Bacterial translocation induces procoagulant activity in tissue macrophages. A potential mechanism for end-organ dysfunction.

The ability of bacterial translocation to induce cell-associated procoagulant activity was examined in a rodent model. Intestinal decontamination with streptomycin sulfate and bacitracin followed by oral feeding with a streptomycin-resistant strain of Escherichia coli produced monoassociation of the gastrointestinal tract with this microorganism. Using this model, the rate of bacterial translocation at day 3 increased from 6% (1 of 17) to 90% (28 of 31). Cell-associated procoagulant activity was measured in the mononuclear cell population of mesenteric lymph nodes as well as portal and systemic blood and also in hepatic nonparenchymal cells.

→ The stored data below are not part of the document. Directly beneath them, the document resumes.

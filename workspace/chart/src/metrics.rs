//! Display values derived from a forecast: delta, trend and volatility.

use common::ForecastPayload;
use serde::Serialize;

use crate::error::{ChartError, Result};
use crate::series::HistoryPoint;

/// Deltas within this band either side of zero read as a flat trend.
pub const TREND_DEADBAND: f64 = 0.05;

#[derive(Debug, Clone, Copy, PartialEq, Eq, Serialize)]
#[serde(rename_all = "lowercase")]
pub enum Trend {
    Up,
    Down,
    Flat,
}

impl Trend {
    pub fn from_delta(delta: f64) -> Self {
        if delta > TREND_DEADBAND {
            Trend::Up
        } else if delta < -TREND_DEADBAND {
            Trend::Down
        } else {
            Trend::Flat
        }
    }

    pub fn arrow(&self) -> &'static str {
        match self {
            Trend::Up => "↑",
            Trend::Down => "↓",
            Trend::Flat => "→",
        }
    }

    pub fn text_class(&self) -> &'static str {
        match self {
            Trend::Up => "text-emerald-400",
            Trend::Down => "text-red-400",
            Trend::Flat => "text-neutral-400",
        }
    }
}

/// Volatility as reported by the forecasting model.
#[derive(Debug, Clone, PartialEq, Eq, Serialize)]
#[serde(rename_all = "lowercase")]
pub enum Volatility {
    Low,
    Medium,
    High,
    /// Any other value, kept verbatim for display
    Other(String),
}

impl Volatility {
    pub fn parse(raw: Option<&str>) -> Self {
        match raw {
            Some("low") => Volatility::Low,
            Some("medium") => Volatility::Medium,
            Some("high") => Volatility::High,
            Some(other) => Volatility::Other(other.to_string()),
            None => Volatility::Other(String::new()),
        }
    }

    pub fn label(&self) -> &str {
        match self {
            Volatility::Low => "low",
            Volatility::Medium => "medium",
            Volatility::High => "high",
            Volatility::Other(raw) if raw.is_empty() => "unknown",
            Volatility::Other(raw) => raw,
        }
    }

    pub fn class(&self) -> VolatilityClass {
        match self {
            Volatility::Low => VolatilityClass::Calm,
            Volatility::Medium => VolatilityClass::Elevated,
            Volatility::High => VolatilityClass::Severe,
            Volatility::Other(_) => VolatilityClass::Neutral,
        }
    }
}

/// Visual treatment of the volatility badge.
#[derive(Debug, Clone, Copy, PartialEq, Eq, Serialize)]
#[serde(rename_all = "lowercase")]
pub enum VolatilityClass {
    Calm,
    Elevated,
    Severe,
    Neutral,
}

impl VolatilityClass {
    pub fn badge_class(&self) -> &'static str {
        match self {
            VolatilityClass::Calm => "text-emerald-400 border-emerald-400/30 bg-emerald-400/10",
            VolatilityClass::Elevated => "text-yellow-400 border-yellow-400/30 bg-yellow-400/10",
            VolatilityClass::Severe => "text-red-400 border-red-400/30 bg-red-400/10",
            VolatilityClass::Neutral => "text-neutral-300 border-neutral-700",
        }
    }

    /// Badge colour for exported SVGs.
    pub fn color(&self) -> &'static str {
        match self {
            VolatilityClass::Calm => "#34d399",
            VolatilityClass::Elevated => "#facc15",
            VolatilityClass::Severe => "#f87171",
            VolatilityClass::Neutral => "#a3a3a3",
        }
    }
}

/// A validated forecast snapshot.
#[derive(Debug, Clone, PartialEq)]
pub struct ForecastResult {
    pub status: Option<String>,
    pub forecast_next: f64,
    pub lower: f64,
    pub upper: f64,
    pub rmse: f64,
    pub residual_variance: f64,
    pub confidence_score: f64,
    pub volatility: Volatility,
}

fn required(name: &'static str, value: Option<f64>) -> Result<f64> {
    match value {
        None => Err(ChartError::MissingField(name)),
        Some(value) if !value.is_finite() => Err(ChartError::NonFinite(name)),
        Some(value) => Ok(value),
    }
}

impl ForecastResult {
    /// Validates the lenient wire payload. Every numeric field is required.
    pub fn from_payload(payload: &ForecastPayload) -> Result<Self> {
        let forecast_next = required("forecast_next", payload.forecast_next)?;
        let interval = payload
            .confidence_interval
            .as_ref()
            .ok_or(ChartError::MissingField("confidence_interval"))?;
        let lower = required("confidence_interval.lower", interval.lower)?;
        let upper = required("confidence_interval.upper", interval.upper)?;

        Ok(Self {
            status: payload.status.clone(),
            forecast_next,
            lower: lower.min(upper),
            upper: lower.max(upper),
            rmse: required("rmse", payload.rmse)?,
            residual_variance: required("residual_variance", payload.residual_variance)?,
            confidence_score: required("confidence_score", payload.confidence_score)?,
            volatility: Volatility::parse(payload.volatility.as_deref()),
        })
    }
}

/// Header and footer values of the forecast panel.
#[derive(Debug, Clone, PartialEq, Serialize)]
pub struct ForecastMetrics {
    pub last_actual: Option<f64>,
    pub forecast_next: f64,
    pub delta: f64,
    pub trend: Trend,
    pub volatility: Volatility,
    pub volatility_class: VolatilityClass,
    pub confidence_percent: f64,
    pub lower: f64,
    pub upper: f64,
    pub rmse: f64,
    pub residual_variance: f64,
}

impl ForecastMetrics {
    pub fn derive(history: &[HistoryPoint], forecast: &ForecastResult) -> Self {
        let last_actual = history.last().map(|point| point.health);
        let delta = match last_actual {
            Some(last) => forecast.forecast_next - last,
            None => 0.0,
        };

        Self {
            last_actual,
            forecast_next: forecast.forecast_next,
            delta,
            trend: Trend::from_delta(delta),
            volatility: forecast.volatility.clone(),
            volatility_class: forecast.volatility.class(),
            confidence_percent: forecast.confidence_score * 100.0,
            lower: forecast.lower,
            upper: forecast.upper,
            rmse: forecast.rmse,
            residual_variance: forecast.residual_variance,
        }
    }

    pub fn delta_display(&self) -> String {
        let sign = if self.delta >= 0.0 { "+" } else { "" };
        format!("{sign}{:.2}", self.delta)
    }

    pub fn forecast_display(&self) -> String {
        format!("{:.2}", self.forecast_next)
    }

    pub fn interval_display(&self) -> String {
        format!("[{:.2}, {:.2}]", self.lower, self.upper)
    }

    pub fn rmse_display(&self) -> String {
        format!("{:.3}", self.rmse)
    }

    pub fn residual_variance_display(&self) -> String {
        format!("{:.3}", self.residual_variance)
    }

    pub fn confidence_display(&self) -> String {
        format!("{:.1}%", self.confidence_percent)
    }
}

In monoassociated animals, the procoagulant activity of mesenteric lymph node mononuclear cells was significantly greater than in control animals at day 3 (210% +/- 28% vs 100% +/- 6%) but not at days 1 or 6. Procoagulant activity of hepatic nonparenchymal cells was elevated in monoassociated animals at days 3 and 6 compared with control animals. Both control and monoassociated animals remained well throughout the experiment. The histologic features of the gastrointestinal tract, mesenteric nodes, and liver did not differ between groups. These studies provide evidence that bacterial translocation, in the absence of external stimuli, is able to induce cell activation at sites remote from the gastrointestinal tract and may therefore contribute to the pathogenesis of multiple organ failure.